You are viewing a plain text version of this content. The canonical link for it is here.
Posted to user@flink.apache.org by Alexey Trenikhun <ye...@msn.com> on 2022/05/12 02:28:41 UTC

Source without persistent state

Hello,

I'm working on custom Source, something like heartbeat generator using new Source API, HeartSource is constructed with list of Kafka topics, SplitEnumerator for each topic queries number of partitions, and either creates a split per topic-partition or single split for all topic-partitions (undecided which is simpler). SourceReader compares current time with threshold (default 0) and if current time greater than threshold generates message for each topic-partition, updates threshold = current time + 2 minutes. On recovery from checkpoint/savepoint, threshold can be set to 0 again, and I want SplitEnumerator to re-discover partitions on restore, so looks like I don't need state persistence, I assume that SplitEnumerator#snapshotState should return "empty" object, but what about SourceReader#snapshotState, could it return empty List?
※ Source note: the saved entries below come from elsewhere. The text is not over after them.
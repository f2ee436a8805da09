//! Host environment capabilities.
//!
//! The engine never touches a browser directly. Everything it needs from the
//! page (durable storage, cookies, HTTP) comes through these traits, so the
//! matching and dispatch logic runs the same under a real browser binding, a
//! headless replay, or the in-memory host used by tests.

use std::sync::Arc;

use async_trait::async_trait;
use behavior_client::{
    CollectorClient, IssuedVisitor, LogRecord, Result as CollectorResult, TriggerCondition,
    VisitorRecord,
};

use crate::error::Result;
use crate::page::PageContext;

/// Durable key-value storage surviving page loads (`localStorage`).
pub trait KeyValueStore: Send + Sync {
    fn get(&self, key: &str) -> Option<String>;
    fn set(&self, key: &str, value: &str) -> Result<()>;
}

/// The page's cookie jar, seen the way `document.cookie` exposes it.
pub trait CookieJar: Send + Sync {
    /// All visible cookies as `a=b; c=d`.
    fn cookie_header(&self) -> String;

    /// Store one cookie from a `name=value; attr; attr` line.
    fn set_cookie(&self, line: &str) -> Result<()>;
}

/// HTTP access to the collection backend.
#[async_trait]
pub trait Collector: Send + Sync {
    async fn issue_visitor(&self, project_key: &str) -> CollectorResult<IssuedVisitor>;

    async fn fetch_conditions(&self, project_key: &str) -> CollectorResult<Vec<TriggerCondition>>;

    /// Deliver one log. Callers never act on the outcome beyond logging it.
    async fn send_log(&self, log: &LogRecord) -> CollectorResult<()>;

    async fn fetch_visitor(&self, visitor_id: &str) -> CollectorResult<VisitorRecord>;

    async fn submit_email(&self, visitor_id: &str, email: &str) -> CollectorResult<()>;
}

#[async_trait]
impl Collector for CollectorClient {
    async fn issue_visitor(&self, project_key: &str) -> CollectorResult<IssuedVisitor> {
        CollectorClient::issue_visitor(self, project_key).await
    }

    async fn fetch_conditions(&self, project_key: &str) -> CollectorResult<Vec<TriggerCondition>> {
        self.conditions(project_key).await
    }

    async fn send_log(&self, log: &LogRecord) -> CollectorResult<()> {
        CollectorClient::send_log(self, log).await
    }

    async fn fetch_visitor(&self, visitor_id: &str) -> CollectorResult<VisitorRecord> {
        self.visitor(visitor_id).await
    }

    async fn submit_email(&self, visitor_id: &str, email: &str) -> CollectorResult<()> {
        CollectorClient::submit_email(self, visitor_id, email).await
    }
}

/// Everything the engine borrows from the embedding page.
#[derive(Clone)]
pub struct TrackerHost {
    pub page: PageContext,
    pub storage: Arc<dyn KeyValueStore>,
    pub cookies: Arc<dyn CookieJar>,
    pub collector: Arc<dyn Collector>,
}
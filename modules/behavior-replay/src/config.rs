use std::path::PathBuf;

use anyhow::{Context, Result};
use behavior_tracker::TrackerOptions;
use clap::Parser;

const DEFAULT_STATE_FILE: &str = ".behavior-replay-state.json";

/// Replay a recorded page session through the behavior tracker.
#[derive(Debug, Parser)]
#[command(name = "behavior-replay", version)]
pub struct Args {
    /// JSON session script (array of scroll / click / wait_ms / unload steps).
    #[arg(long)]
    pub script: PathBuf,

    /// Project key. Overrides BEHAVIOR_PROJECT_KEY.
    #[arg(long)]
    pub project_key: Option<String>,

    /// Collection API base URL. Overrides BEHAVIOR_API_URL.
    #[arg(long)]
    pub api_url: Option<String>,

    /// URL of the page being simulated. Overrides BEHAVIOR_PAGE_URL.
    #[arg(long)]
    pub page_url: Option<String>,

    /// Where the simulated browser keeps storage and cookies between runs.
    #[arg(long)]
    pub state_file: Option<PathBuf>,

    #[arg(long)]
    pub scroll_threshold: Option<f64>,

    /// Sync the email stored under this storage key with the visitor.
    #[arg(long)]
    pub email_key: Option<String>,

    /// Emit logs as JSON lines.
    #[arg(long)]
    pub json_logs: bool,
}

/// Replay configuration: environment first, CLI flags on top.
#[derive(Debug, Clone, Default, PartialEq)]
pub struct ReplayConfig {
    pub project_key: Option<String>,
    pub api_url: Option<String>,
    pub page_url: Option<String>,
    pub state_file: PathBuf,
    pub scroll_threshold: Option<f64>,
    pub email_key: Option<String>,
    pub log_json: bool,
}

impl ReplayConfig {
    pub fn from_env() -> Self {
        dotenvy::dotenv().ok();
        Self::from_lookup(|key| std::env::var(key).ok())
    }

    pub fn from_lookup(lookup: impl Fn(&str) -> Option<String>) -> Self {
        let var = |key: &str| lookup(key).filter(|v| !v.trim().is_empty());
        Self {
            project_key: var("BEHAVIOR_PROJECT_KEY"),
            api_url: var("BEHAVIOR_API_URL"),
            page_url: var("BEHAVIOR_PAGE_URL"),
            state_file: var("BEHAVIOR_STATE_FILE")
                .map(PathBuf::from)
                .unwrap_or_else(|| PathBuf::from(DEFAULT_STATE_FILE)),
            scroll_threshold: var("BEHAVIOR_SCROLL_THRESHOLD").and_then(|v| v.parse().ok()),
            email_key: var("BEHAVIOR_EMAIL_KEY"),
            log_json: var("BEHAVIOR_LOG_JSON")
                .map(|v| matches!(v.as_str(), "1" | "true"))
                .unwrap_or(false),
        }
    }

    pub fn merge(mut self, args: &Args) -> Self {
        if args.project_key.is_some() {
            self.project_key = args.project_key.clone();
        }
        if args.api_url.is_some() {
            self.api_url = args.api_url.clone();
        }
        if args.page_url.is_some() {
            self.page_url = args.page_url.clone();
        }
        if let Some(ref path) = args.state_file {
            self.state_file = path.clone();
        }
        if args.scroll_threshold.is_some() {
            self.scroll_threshold = args.scroll_threshold;
        }
        if args.email_key.is_some() {
            self.email_key = args.email_key.clone();
        }
        self.log_json |= args.json_logs;
        self
    }

    pub fn page_url(&self) -> Result<&str> {
        self.page_url
            .as_deref()
            .context("BEHAVIOR_PAGE_URL or --page-url is required")
    }

    pub fn tracker_options(&self) -> TrackerOptions {
        TrackerOptions {
            project_key: self.project_key.clone(),
            api_url: self.api_url.clone(),
            scroll_threshold: self.scroll_threshold,
            collect_email: Some(self.email_key.is_some()),
            email_lookup_key: self.email_key.clone(),
        }
    }

    pub fn log_redacted(&self) {
        fn preview(val: &Option<String>) -> String {
            match val {
                Some(v) => {
                    let n = v.chars().count().min(4);
                    let head: String = v.chars().take(n).collect();
                    format!("{head}...({} chars)", v.chars().count())
                }
                None => "<not set>".to_string(),
            }
        }

        tracing::info!("Config loaded:");
        tracing::info!("  BEHAVIOR_PROJECT_KEY: {}", preview(&self.project_key));
        tracing::info!(
            "  BEHAVIOR_API_URL: {}",
            self.api_url.as_deref().unwrap_or("<default>")
        );
        tracing::info!(
            "  BEHAVIOR_PAGE_URL: {}",
            self.page_url.as_deref().unwrap_or("<not set>")
        );
        tracing::info!("  BEHAVIOR_STATE_FILE: {}", self.state_file.display());
    }
}
//! Tracker configuration.
//!
//! Two sources feed the resolved config: an explicit options record handed
//! to `Tracker::init`, and the `data-*` attributes of the embedding script
//! tag. Explicit options always win.

use serde::Deserialize;

use crate::error::{Result, TrackerError};
use crate::page::PageContext;

pub const DEFAULT_SCROLL_THRESHOLD: f64 = 0.3;
pub const DEFAULT_EMAIL_LOOKUP_KEY: &str = "email";

pub const LOCAL_API_URL: &str = "http://localhost:8080";
pub const PRODUCTION_API_URL: &str = "https://sdk-behavior-trigger-mvp.onrender.com";

/// Explicit configuration record passed by the embedding page.
#[derive(Debug, Clone, Default, Deserialize)]
#[serde(rename_all = "camelCase")]
pub struct TrackerOptions {
    pub project_key: Option<String>,
    pub api_url: Option<String>,
    pub scroll_threshold: Option<f64>,
    pub collect_email: Option<bool>,
    pub email_lookup_key: Option<String>,
}

/// Attributes read off the embedding `<script>` tag.
#[derive(Debug, Clone, Default, PartialEq)]
pub struct ScriptAttributes {
    pub key: Option<String>,
    pub api: Option<String>,
    pub scroll_threshold: Option<f64>,
    pub collect_email: Option<bool>,
    pub email_key: Option<String>,
}

impl ScriptAttributes {
    /// Build from a tag's dataset. Accepts both `data-key` and `key` spellings.
    pub fn from_dataset<'a>(pairs: impl IntoIterator<Item = (&'a str, &'a str)>) -> Self {
        let mut attrs = Self::default();
        for (name, value) in pairs {
            let name = name.strip_prefix("data-").unwrap_or(name);
            let value = value.trim();
            match name {
                "key" => attrs.key = Some(value.to_string()),
                "api" => attrs.api = Some(value.to_string()),
                "scroll-threshold" => match value.parse() {
                    Ok(threshold) => attrs.scroll_threshold = Some(threshold),
                    Err(_) => tracing::warn!(value, "Ignoring unparsable data-scroll-threshold"),
                },
                "collect-email" => attrs.collect_email = Some(matches!(value, "" | "true" | "1")),
                "email-key" => attrs.email_key = Some(value.to_string()),
                _ => {}
            }
        }
        attrs
    }
}

/// Email capture settings. Present only when collection is enabled.
#[derive(Debug, Clone, PartialEq, Eq)]
pub struct EmailCapture {
    /// Durable-storage key holding the email address the page captured.
    pub lookup_key: String,
}

/// Immutable configuration for one page load.
#[derive(Debug, Clone, PartialEq)]
pub struct TrackerConfig {
    pub project_key: String,
    pub api_url: String,
    pub scroll_threshold: f64,
    pub email: Option<EmailCapture>,
}

impl TrackerConfig {
    pub fn resolve(
        options: &TrackerOptions,
        attributes: &ScriptAttributes,
        page: &PageContext,
    ) -> Result<Self> {
        let project_key = first_non_empty(&options.project_key, &attributes.key)
            .ok_or_else(|| TrackerError::Config("project key is required".into()))?;

        let api_url = first_non_empty(&options.api_url, &attributes.api)
            .unwrap_or_else(|| default_api_url(page).to_string())
            .trim_end_matches('/')
            .to_string();

        let scroll_threshold = match options.scroll_threshold.or(attributes.scroll_threshold) {
            Some(t) if t > 0.0 && t <= 1.0 => t,
            Some(t) => {
                tracing::warn!(
                    threshold = t,
                    default = DEFAULT_SCROLL_THRESHOLD,
                    "Scroll threshold outside (0, 1], using default"
                );
                DEFAULT_SCROLL_THRESHOLD
            }
            None => DEFAULT_SCROLL_THRESHOLD,
        };

        let collect_email = options
            .collect_email
            .or(attributes.collect_email)
            .unwrap_or(false);
        let email = collect_email.then(|| EmailCapture {
            lookup_key: first_non_empty(&options.email_lookup_key, &attributes.email_key)
                .unwrap_or_else(|| DEFAULT_EMAIL_LOOKUP_KEY.to_string()),
        });

        Ok(Self {
            project_key,
            api_url,
            scroll_threshold,
            email,
        })
    }
}

/// Local backend while developing on localhost, production otherwise.
pub fn default_api_url(page: &PageContext) -> &'static str {
    if page.hostname().contains("localhost") {
        LOCAL_API_URL
    } else {
        PRODUCTION_API_URL
    }
}

fn first_non_empty(explicit: &Option<String>, attribute: &Option<String>) -> Option<String> {
    [explicit, attribute]
        .into_iter()
        .flatten()
        .map(|v| v.trim())
        .find(|v| !v.is_empty())
        .map(String::from)
}
use std::sync::atomic::{AtomicBool, Ordering};

use behavior_client::EventType;
use serde::{Deserialize, Serialize};

use crate::event::CandidateEvent;

/// Scroll position at the moment a scroll event fired.
#[derive(Debug, Clone, Copy, PartialEq, Serialize, Deserialize)]
#[serde(rename_all = "camelCase")]
pub struct ScrollMetrics {
    pub scroll_y: f64,
    pub viewport_height: f64,
    pub document_height: f64,
}

impl ScrollMetrics {
    /// Fraction of the document above the viewport's bottom edge.
    pub fn depth_ratio(&self) -> Option<f64> {
        if self.document_height.is_nan() || self.document_height <= 0.0 {
            return None;
        }
        let ratio = (self.scroll_y + self.viewport_height) / self.document_height;
        ratio.is_finite().then_some(ratio)
    }
}

/// One-shot latch: at most one candidate per page load.
#[derive(Debug)]
pub struct ScrollObserver {
    threshold: f64,
    fired: AtomicBool,
}

impl ScrollObserver {
    pub fn new(threshold: f64) -> Self {
        Self {
            threshold,
            fired: AtomicBool::new(false),
        }
    }

    pub fn observe(&self, metrics: &ScrollMetrics) -> Option<CandidateEvent> {
        if self.fired.load(Ordering::Acquire) {
            return None;
        }
        if metrics.depth_ratio()? < self.threshold {
            return None;
        }
        if self.fired.swap(true, Ordering::AcqRel) {
            return None;
        }
        Some(CandidateEvent::new(EventType::ScrollDepth).with("depthRatio", self.threshold))
    }

    pub fn has_fired(&self) -> bool {
        self.fired.load(Ordering::Acquire)
    }
}
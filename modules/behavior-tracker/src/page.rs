//! Page identity: the current URL and its origin + path join key.

use url::{Origin, Url};

use crate::error::{Result, TrackerError};

/// Normalize a page URL to origin + path, dropping query and fragment.
///
/// Returns `None` for unparsable URLs and for URLs without a tuple origin
/// (`data:`, `file:` and friends); such pages never match a condition.
pub fn normalize_page_url(raw: &str) -> Option<String> {
    let url = Url::parse(raw.trim()).ok()?;
    normalize(&url)
}

fn normalize(url: &Url) -> Option<String> {
    match url.origin() {
        origin @ Origin::Tuple(..) => Some(format!("{}{}", origin.ascii_serialization(), url.path())),
        Origin::Opaque(_) => None,
    }
}

/// The page the tracker is embedded in, fixed for one page load.
#[derive(Debug, Clone, PartialEq, Eq)]
pub struct PageContext {
    url: Url,
    normalized: String,
}

impl PageContext {
    pub fn parse(raw: &str) -> Result<Self> {
        let url = Url::parse(raw.trim())
            .map_err(|e| TrackerError::InvalidPage(format!("{raw}: {e}")))?;
        let normalized = normalize(&url)
            .ok_or_else(|| TrackerError::InvalidPage(format!("{raw}: no origin")))?;
        Ok(Self { url, normalized })
    }

    pub fn url(&self) -> &Url {
        &self.url
    }

    /// Origin + path of the page.
    pub fn normalized(&self) -> &str {
        &self.normalized
    }

    pub fn hostname(&self) -> &str {
        self.url.host_str().unwrap_or_default()
    }
}
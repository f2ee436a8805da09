//! In-memory host for tests and headless embedding. No browser or backend required.

use std::collections::HashMap;
use std::sync::{Arc, Mutex, PoisonError};

use async_trait::async_trait;
use behavior_client::{
    CollectorError, IssuedVisitor, LogRecord, Result as CollectorResult, TriggerCondition,
    VisitorRecord,
};

use crate::error::{Result, TrackerError};
use crate::host::{Collector, CookieJar, KeyValueStore, TrackerHost};
use crate::page::PageContext;

// ---------------------------------------------------------------------------
// Storage
// ---------------------------------------------------------------------------

#[derive(Debug, Default)]
pub struct MemoryStore {
    entries: Mutex<HashMap<String, String>>,
}

impl MemoryStore {
    pub fn new() -> Self {
        Self::default()
    }

    pub fn with_entry(self, key: &str, value: &str) -> Self {
        self.entries
            .lock()
            .unwrap_or_else(PoisonError::into_inner)
            .insert(key.to_string(), value.to_string());
        self
    }

    pub fn clear(&self) {
        self.entries
            .lock()
            .unwrap_or_else(PoisonError::into_inner)
            .clear();
    }
}

impl KeyValueStore for MemoryStore {
    fn get(&self, key: &str) -> Option<String> {
        self.entries
            .lock()
            .unwrap_or_else(PoisonError::into_inner)
            .get(key)
            .cloned()
    }

    fn set(&self, key: &str, value: &str) -> Result<()> {
        self.entries
            .lock()
            .unwrap_or_else(PoisonError::into_inner)
            .insert(key.to_string(), value.to_string());
        Ok(())
    }
}

// ---------------------------------------------------------------------------
// Cookies
// ---------------------------------------------------------------------------

/// Cookie jar keeping insertion order, attributes discarded.
#[derive(Debug, Default)]
pub struct MemoryCookieJar {
    cookies: Mutex<Vec<(String, String)>>,
    /// Raw lines passed to `set_cookie`, attributes included.
    lines: Mutex<Vec<String>>,
}

impl MemoryCookieJar {
    pub fn new() -> Self {
        Self::default()
    }

    /// Seed from a `document.cookie` style header.
    pub fn from_header(header: &str) -> Self {
        let jar = Self::default();
        for pair in header.split(';') {
            if let Some((name, value)) = pair.trim().split_once('=') {
                jar.put(name.trim(), value.trim());
            }
        }
        jar
    }

    pub fn lines(&self) -> Vec<String> {
        self.lines
            .lock()
            .unwrap_or_else(PoisonError::into_inner)
            .clone()
    }

    pub fn clear(&self) {
        self.cookies
            .lock()
            .unwrap_or_else(PoisonError::into_inner)
            .clear();
    }

    fn put(&self, name: &str, value: &str) {
        let mut cookies = self.cookies.lock().unwrap_or_else(PoisonError::into_inner);
        match cookies.iter_mut().find(|(n, _)| n == name) {
            Some(entry) => entry.1 = value.to_string(),
            None => cookies.push((name.to_string(), value.to_string())),
        }
    }
}

impl CookieJar for MemoryCookieJar {
    fn cookie_header(&self) -> String {
        self.cookies
            .lock()
            .unwrap_or_else(PoisonError::into_inner)
            .iter()
            .map(|(n, v)| format!("{n}={v}"))
            .collect::<Vec<_>>()
            .join("; ")
    }

    fn set_cookie(&self, line: &str) -> Result<()> {
        let pair = line.split(';').next().unwrap_or_default();
        let (name, value) = pair
            .split_once('=')
            .ok_or_else(|| TrackerError::Storage(format!("malformed cookie: {line}")))?;
        self.put(name.trim(), value.trim());
        self.lines
            .lock()
            .unwrap_or_else(PoisonError::into_inner)
            .push(line.to_string());
        Ok(())
    }
}

// ---------------------------------------------------------------------------
// RecordingCollector
// ---------------------------------------------------------------------------

/// One call made against a `RecordingCollector`.
#[derive(Debug, Clone, PartialEq)]
pub enum CollectorCall {
    IssueVisitor { project_key: String },
    FetchConditions { project_key: String },
    SendLog(LogRecord),
    FetchVisitor { visitor_id: String },
    SubmitEmail { visitor_id: String, email: String },
}

/// Scriptable collector that records every call.
///
/// Defaults: issuance succeeds with `visitor-1`, zero conditions, visitor
/// records without an email, every send succeeds.
#[derive(Debug)]
pub struct RecordingCollector {
    issued_id: Option<String>,
    conditions: Option<Vec<TriggerCondition>>,
    known_email: Option<String>,
    fail_logs: bool,
    calls: Mutex<Vec<CollectorCall>>,
}

impl Default for RecordingCollector {
    fn default() -> Self {
        Self {
            issued_id: Some("visitor-1".to_string()),
            conditions: Some(Vec::new()),
            known_email: None,
            fail_logs: false,
            calls: Mutex::new(Vec::new()),
        }
    }
}

impl RecordingCollector {
    pub fn new() -> Self {
        Self::default()
    }

    pub fn issuing(mut self, visitor_id: &str) -> Self {
        self.issued_id = Some(visitor_id.to_string());
        self
    }

    /// Issuance answers HTTP 500.
    pub fn failing_issuance(mut self) -> Self {
        self.issued_id = None;
        self
    }

    pub fn with_conditions(mut self, conditions: Vec<TriggerCondition>) -> Self {
        self.conditions = Some(conditions);
        self
    }

    /// Condition fetch answers HTTP 503.
    pub fn failing_conditions(mut self) -> Self {
        self.conditions = None;
        self
    }

    pub fn with_known_email(mut self, email: &str) -> Self {
        self.known_email = Some(email.to_string());
        self
    }

    /// Log delivery fails with a network error (still recorded).
    pub fn failing_logs(mut self) -> Self {
        self.fail_logs = true;
        self
    }

    pub fn calls(&self) -> Vec<CollectorCall> {
        self.calls
            .lock()
            .unwrap_or_else(PoisonError::into_inner)
            .clone()
    }

    pub fn logs(&self) -> Vec<LogRecord> {
        self.calls()
            .into_iter()
            .filter_map(|c| match c {
                CollectorCall::SendLog(log) => Some(log),
                _ => None,
            })
            .collect()
    }

    pub fn issue_count(&self) -> usize {
        self.calls()
            .iter()
            .filter(|c| matches!(c, CollectorCall::IssueVisitor { .. }))
            .count()
    }

    fn record(&self, call: CollectorCall) {
        self.calls
            .lock()
            .unwrap_or_else(PoisonError::into_inner)
            .push(call);
    }
}

#[async_trait]
impl Collector for RecordingCollector {
    async fn issue_visitor(&self, project_key: &str) -> CollectorResult<IssuedVisitor> {
        self.record(CollectorCall::IssueVisitor {
            project_key: project_key.to_string(),
        });
        match self.issued_id {
            Some(ref id) => Ok(IssuedVisitor { id: id.clone() }),
            None => Err(CollectorError::Api {
                status: 500,
                message: "issuance unavailable".into(),
            }),
        }
    }

    async fn fetch_conditions(&self, project_key: &str) -> CollectorResult<Vec<TriggerCondition>> {
        self.record(CollectorCall::FetchConditions {
            project_key: project_key.to_string(),
        });
        self.conditions.clone().ok_or_else(|| CollectorError::Api {
            status: 503,
            message: "conditions unavailable".into(),
        })
    }

    async fn send_log(&self, log: &LogRecord) -> CollectorResult<()> {
        self.record(CollectorCall::SendLog(log.clone()));
        if self.fail_logs {
            return Err(CollectorError::Network("connection reset".into()));
        }
        Ok(())
    }

    async fn fetch_visitor(&self, visitor_id: &str) -> CollectorResult<VisitorRecord> {
        self.record(CollectorCall::FetchVisitor {
            visitor_id: visitor_id.to_string(),
        });
        Ok(VisitorRecord {
            id: visitor_id.to_string(),
            email: self.known_email.clone(),
        })
    }

    async fn submit_email(&self, visitor_id: &str, email: &str) -> CollectorResult<()> {
        self.record(CollectorCall::SubmitEmail {
            visitor_id: visitor_id.to_string(),
            email: email.to_string(),
        });
        Ok(())
    }
}

// ---------------------------------------------------------------------------
// MemoryHost: the three pieces above, kept typed for assertions
// ---------------------------------------------------------------------------

pub struct MemoryHost {
    pub page: PageContext,
    pub storage: Arc<MemoryStore>,
    pub cookies: Arc<MemoryCookieJar>,
    pub collector: Arc<RecordingCollector>,
}

impl MemoryHost {
    pub fn new(page_url: &str, collector: RecordingCollector) -> Result<Self> {
        Ok(Self {
            page: PageContext::parse(page_url)?,
            storage: Arc::new(MemoryStore::new()),
            cookies: Arc::new(MemoryCookieJar::new()),
            collector: Arc::new(collector),
        })
    }

    pub fn with_storage(mut self, storage: MemoryStore) -> Self {
        self.storage = Arc::new(storage);
        self
    }

    pub fn with_cookies(mut self, cookies: MemoryCookieJar) -> Self {
        self.cookies = Arc::new(cookies);
        self
    }

    pub fn host(&self) -> TrackerHost {
        TrackerHost {
            page: self.page.clone(),
            storage: self.storage.clone(),
            cookies: self.cookies.clone(),
            collector: self.collector.clone(),
        }
    }
}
Is SourceReader#snapshotState is used for checkpoint/savepoint or it is for some other purposes as well? The documentation says:
"
All the state of a SourceReader should be maintained inside the SourceSplits which are returned at the snapshotState() invocation. Doing this allows the SourceSplits to be reassigned to other SourceReaders when needed.
"
When SourceSplits may need to be reassigned to other SourceReaders ?

Thanks,
Alexey